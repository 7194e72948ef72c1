//! C3: classify an opaque specifier as git/not-git, and normalize it to a
//! canonical [`GitUrl`].
//!
//! Grounded on `orogene`'s `oro-package-spec` git parsers (shorthand / scp /
//! URL precedence) and `cache-key::canonical_url` for how `.git` suffixes
//! and host casing get folded.

use once_cell::sync::Lazy;
use regex::Regex;
use url::Url;

use gitpin_types::{ExplodedFragment, GitUrl, HostedGit, HostedProvider, Protocol};

use crate::error::GitpinError;

// Rule 1: scp-like `git+ssh://[user@]host:path`, `path`'s first segment non-numeric.
static SCP_LIKE: Lazy<Regex> =
    Lazy::new(|| Regex::new(r"^git\+ssh://(?:[^@/]*@)?([^/:]+):(.+)$").unwrap());

// Rule 2: shorthand `user/repo[#hash]`, exactly one `/`.
static SHORTHAND: Lazy<Regex> =
    Lazy::new(|| Regex::new(r"^[^:@%/\s.\-][^:@%/\s]*/[^:@\s/%#]+(?:#(.*))?$").unwrap());

// Rule 3: bare `git@host[:/]user/repo[#hash]`.
static BARE_GIT_AT: Lazy<Regex> =
    Lazy::new(|| Regex::new(r"^git@([^:/]+)[:/]([^#]+)(?:#(.*))?$").unwrap());

// Rule 4: hosted alias `<provider>:user/repo[.git][#hash]`.
static HOSTED_ALIAS: Lazy<Regex> = Lazy::new(|| {
    Regex::new(r"^(github|gitlab|bitbucket):([^/]+)/([^#]+?)(?:\.git)?(?:#(.*))?$").unwrap()
});

const HOSTED_GIT_HOSTS: &[&str] = &["github.com", "gitlab.com", "bitbucket.org", "bitbucket.com"];

fn scp_like_host_and_path(s: &str) -> Option<(String, String)> {
    let caps = SCP_LIKE.captures(s)?;
    let host = caps[1].to_string();
    let path = caps[2].to_string();
    let first_segment = path.split('/').next().unwrap_or("");
    if !first_segment.is_empty() && first_segment.bytes().all(|b| b.is_ascii_digit()) {
        // Looks like `host:port/...` rather than `host:path`.
        return None;
    }
    Some((host, path))
}

fn strip_git_plus(s: &str) -> &str {
    s.strip_prefix("git+").unwrap_or(s)
}

/// Returns `true` if `s` matches any recognized git specifier grammar.
pub fn is_git_pattern(s: &str) -> bool {
    if scp_like_host_and_path(s).is_some() {
        return true;
    }
    if SHORTHAND.is_match(s) {
        return true;
    }
    if BARE_GIT_AT.is_match(s) {
        return true;
    }
    if HOSTED_ALIAS.is_match(s) {
        return true;
    }

    let without_prefix = strip_git_plus(s);
    if s.starts_with("git+") || s.starts_with("git://") || s.starts_with("ssh://") {
        return true;
    }

    let Ok(url) = Url::parse(without_prefix) else {
        return false;
    };
    if url.path().ends_with(".git") {
        return true;
    }
    if let Some(host) = url.host_str() {
        if HOSTED_GIT_HOSTS.contains(&host) {
            let segments = non_empty_segments(&url);
            if segments.len() == 2 {
                return true;
            }
        }
    }
    false
}

fn non_empty_segments(url: &Url) -> Vec<String> {
    url.path_segments()
        .map(|segs| segs.filter(|s| !s.is_empty()).map(str::to_string).collect())
        .unwrap_or_default()
}

/// Normalizes a recognized specifier into a canonical [`GitUrl`] plus the
/// user-supplied version token carried in its `#hash` fragment (empty
/// string if the form doesn't carry one).
///
/// The fragment is never part of `GitUrl::repository`, since that string is
/// handed verbatim to `git`, which has no notion of a URL fragment. It is
/// returned alongside the URL rather than folded into it, mirroring how
/// `Session` keeps `hash` as a sibling of `gitUrl` rather than a field on it.
///
/// Callers should check [`is_git_pattern`] first; `normalize` on a
/// non-git-pattern string will generally fail, but the two functions are
/// intentionally independent pure operations.
pub fn normalize(s: &str) -> Result<(GitUrl, String), GitpinError> {
    // Step 1: scp-like. Rule 1 in §3's enumeration carries no `#hash`.
    if let Some((host, _path)) = scp_like_host_and_path(s) {
        let repository = strip_git_plus(s).to_string();
        let url = GitUrl {
            protocol: Protocol::Ssh,
            hostname: Some(host),
            repository,
            hosted_git: None,
        };
        return Ok((url, String::new()));
    }

    // Step 2: shorthand -> prepend `github:` and fall through to alias handling.
    if let Some(caps) = SHORTHAND.captures(s) {
        let hash = caps.get(1).map(|m| m.as_str().to_string());
        let (user, repo) = split_user_repo(s, hash.as_deref())?;
        let hash_owned = hash.clone().unwrap_or_default();
        return Ok((hosted_https(HostedProvider::GitHub, user, repo, hash), hash_owned));
    }

    // Step 3: bare `git@host...` -> prepend `ssh://`.
    if let Some(caps) = BARE_GIT_AT.captures(s) {
        let host = caps[1].to_string();
        let path = caps[2].to_string();
        let hash = caps.get(3).map(|m| m.as_str().to_string());
        let hash_owned = hash.clone().unwrap_or_default();
        if let Some(provider) = HostedProvider::from_hostname(&host) {
            if let Some((user, repo)) = path.split_once('/') {
                let url = hosted_https(provider, user.to_string(), repo.to_string(), hash);
                return Ok((url, hash_owned));
            }
        }
        let repository = format!("ssh://git@{host}/{path}");
        let url = GitUrl {
            protocol: Protocol::Ssh,
            hostname: Some(host),
            repository,
            hosted_git: None,
        };
        return Ok((url, hash_owned));
    }

    // Step 4: hosted-alias prefix -> rebuild via the provider template.
    if let Some(caps) = HOSTED_ALIAS.captures(s) {
        let provider = HostedProvider::from_alias(&caps[1])
            .expect("regex only matches known provider aliases");
        let user = caps[2].to_string();
        let repo = caps[3].to_string();
        let hash = caps.get(4).map(|m| m.as_str().to_string());
        let hash_owned = hash.clone().unwrap_or_default();
        return Ok((hosted_https(provider, user, repo, hash), hash_owned));
    }

    // Step 5: strip `git+`, parse as URL, fill in hostname/protocol.
    let without_prefix = strip_git_plus(s);
    let mut url = Url::parse(without_prefix)?;
    let hash = url.fragment().map(str::to_string).unwrap_or_default();
    url.set_fragment(None);

    if HOSTED_GIT_HOSTS.contains(&url.host_str().unwrap_or_default()) {
        let segments = non_empty_segments(&url);
        if segments.len() == 2 {
            let provider = HostedProvider::from_hostname(url.host_str().unwrap()).unwrap();
            let user = segments[0].clone();
            let repo_raw = segments[1].clone();
            let hash_opt = (!hash.is_empty()).then(|| hash.clone());
            let git_url = hosted_https(provider, user, repo_raw, hash_opt);
            return Ok((git_url, hash));
        }
    }

    let protocol = Protocol::from_scheme(url.scheme()).unwrap_or(Protocol::File);
    let git_url = GitUrl {
        protocol,
        hostname: url.host_str().map(str::to_string),
        repository: url.to_string(),
        hosted_git: None,
    };
    Ok((git_url, hash))
}

fn split_user_repo(s: &str, hash: Option<&str>) -> Result<(String, String), GitpinError> {
    let without_hash = hash.map_or(s, |h| {
        s.strip_suffix(&format!("#{h}")).unwrap_or(s)
    });
    without_hash
        .split_once('/')
        .map(|(u, r)| (u.to_string(), r.to_string()))
        .ok_or_else(|| GitpinError::Validation(s.to_string()))
}

fn hosted_https(
    provider: HostedProvider,
    user: String,
    repo: String,
    hash: Option<String>,
) -> GitUrl {
    let repo_trimmed = repo.strip_suffix(".git").unwrap_or(&repo).to_string();
    let host = provider.default_host();
    let repository = format!("https://{host}/{user}/{repo_trimmed}.git");
    GitUrl {
        protocol: Protocol::Https,
        hostname: Some(host.to_string()),
        repository,
        hosted_git: Some(HostedGit {
            provider,
            fragment: ExplodedFragment {
                user,
                repo: repo_trimmed,
                hash,
            },
        }),
    }
}

#[cfg(test)]
mod tests {
    use super::*;

    #[test]
    fn shorthand_is_recognized() {
        assert!(is_git_pattern("user/repo"));
        let (url, hash) = normalize("user/repo").unwrap();
        assert_eq!(url.protocol, Protocol::Https);
        assert_eq!(url.repository, "https://github.com/user/repo.git");
        assert_eq!(hash, "");
    }

    #[test]
    fn leading_git_at_disqualifies_shorthand() {
        // "package@git@bitbucket.org:team/repo.git" isn't a recognized form:
        // the leading non-git prefix disqualifies it.
        assert!(!is_git_pattern("package@git@bitbucket.org:team/repo.git"));
    }

    #[test]
    fn numeric_port_is_not_scp_like() {
        let (url, _hash) = normalize("git+ssh://git@gitlab.tld:10202/p/m.git").unwrap();
        assert_eq!(url.protocol, Protocol::Ssh);
        assert_eq!(url.hostname.as_deref(), Some("gitlab.tld"));
        assert_eq!(url.repository, "ssh://git@gitlab.tld:10202/p/m.git");
    }

    #[test]
    fn hosted_git_path_with_extra_segments_is_not_a_pattern() {
        assert!(!is_git_pattern(
            "https://github.com/user/repo/archive/v1.0.0.tar.gz"
        ));
    }

    #[test]
    fn dot_git_suffixed_https_url_is_recognized() {
        assert!(is_git_pattern("https://example.com/some/deep/path/repo.git"));
    }

    #[test]
    fn bare_git_at_hosted_provider_normalizes_to_https() {
        let (url, _hash) = normalize("git@github.com:user/repo.git").unwrap();
        assert_eq!(url.protocol, Protocol::Https);
        assert_eq!(url.repository, "https://github.com/user/repo.git");
        assert!(url.hosted_git.is_some());
    }

    #[test]
    fn bare_git_at_non_hosted_stays_ssh() {
        let (url, _hash) = normalize("git@example.com:team/repo.git").unwrap();
        assert_eq!(url.protocol, Protocol::Ssh);
        assert_eq!(url.repository, "ssh://git@example.com/team/repo.git");
    }

    #[test]
    fn hosted_alias_rebuilds_https_template() {
        let (url, hash) = normalize("gitlab:team/project#deadbeef").unwrap();
        assert_eq!(url.repository, "https://gitlab.com/team/project.git");
        assert_eq!(hash, "deadbeef");
        let hosted = url.hosted_git.unwrap();
        assert_eq!(hosted.fragment.hash.as_deref(), Some("deadbeef"));
    }

    #[test]
    fn generic_url_fragment_is_extracted_as_hash_not_left_in_repository() {
        let (url, hash) = normalize("https://example.com/some/deep/path/repo.git#v2.0.0").unwrap();
        assert_eq!(hash, "v2.0.0");
        assert!(!url.repository.contains('#'));
    }

    #[test]
    fn git_plus_ssh_scheme_is_recognized() {
        assert!(is_git_pattern("git+ssh://git@example.com/team/repo.git"));
    }

    #[test]
    fn bitbucket_com_alias_hostname_recognized() {
        assert!(is_git_pattern("https://bitbucket.com/user/repo"));
    }
}
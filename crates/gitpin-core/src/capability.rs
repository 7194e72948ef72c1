//! C6: decide whether a remote supports server-side `git archive`.
//!
//! Only meaningful for `ssh:` remotes with a hostname. Cached process-wide
//! per hostname in a [`DashMap`], seeded with `github.com -> false` (known
//! to refuse `git archive --remote`). Caches both hits and misses, since
//! there's no reason a probe failure should re-run on every call for a host
//! that will keep refusing.

use dashmap::DashMap;
use gitpin_types::{GitUrl, Protocol};
use once_cell::sync::Lazy;

use crate::process::GitRunner;

static CAPABILITY_CACHE: Lazy<DashMap<String, bool>> = Lazy::new(|| {
    let cache = DashMap::new();
    cache.insert("github.com".to_string(), false);
    cache
});

const PROBE_FAILURE_MARKER: &str = "did not match any files";

/// Returns `true` if `url` looks like it could ever support server-side
/// archive (`ssh:` with a hostname) before doing any I/O. Used by callers
/// that want to skip the probe entirely for non-SSH remotes.
pub fn could_support_archive(url: &GitUrl) -> bool {
    url.protocol == Protocol::Ssh && url.hostname.is_some()
}

/// Probes (and caches) whether `url`'s remote supports `git archive
/// --remote`. Always returns `false` for non-SSH remotes or remotes without
/// a hostname, without touching the cache or spawning a process.
pub async fn has_archive_capability(runner: &GitRunner, url: &GitUrl, now_millis: u64) -> bool {
    let Some(hostname) = url.hostname.as_deref().filter(|_| could_support_archive(url)) else {
        return false;
    };

    if let Some(cached) = CAPABILITY_CACHE.get(hostname) {
        return *cached;
    }

    let probe_file = format!("__gitpin_capability_probe_{now_millis}__");
    let result = runner
        .probe(
            &["archive", &format!("--remote={}", url.repository), "HEAD", &probe_file],
            None,
        )
        .await;

    let capable = !result.success && result.stderr.contains(PROBE_FAILURE_MARKER);
    CAPABILITY_CACHE.insert(hostname.to_string(), capable);
    capable
}

#[cfg(test)]
mod tests {
    use super::*;

    fn ssh_url(host: &str) -> GitUrl {
        GitUrl {
            protocol: Protocol::Ssh,
            hostname: Some(host.to_string()),
            repository: format!("ssh://git@{host}/user/repo"),
            hosted_git: None,
        }
    }

    #[test]
    fn https_remotes_never_support_archive() {
        let url = GitUrl {
            protocol: Protocol::Https,
            hostname: Some("example.com".to_string()),
            repository: "https://example.com/user/repo.git".to_string(),
            hosted_git: None,
        };
        assert!(!could_support_archive(&url));
    }

    #[tokio::test]
    async fn github_is_seeded_as_incapable_without_probing() {
        let runner = GitRunner::new();
        let capable = has_archive_capability(&runner, &ssh_url("github.com"), 0).await;
        assert!(!capable);
    }
}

•••••

> [Task goal]: Look over the entries for "specifier", then copy every line that includes that string.

> [Task solution]:
//! C3: classify an opaque specifier as git/not-git, and normalize it to a
/// Returns `true` if `s` matches any recognized git specifier grammar.
/// Normalizes a recognized specifier into a canonical [`GitUrl`] plus the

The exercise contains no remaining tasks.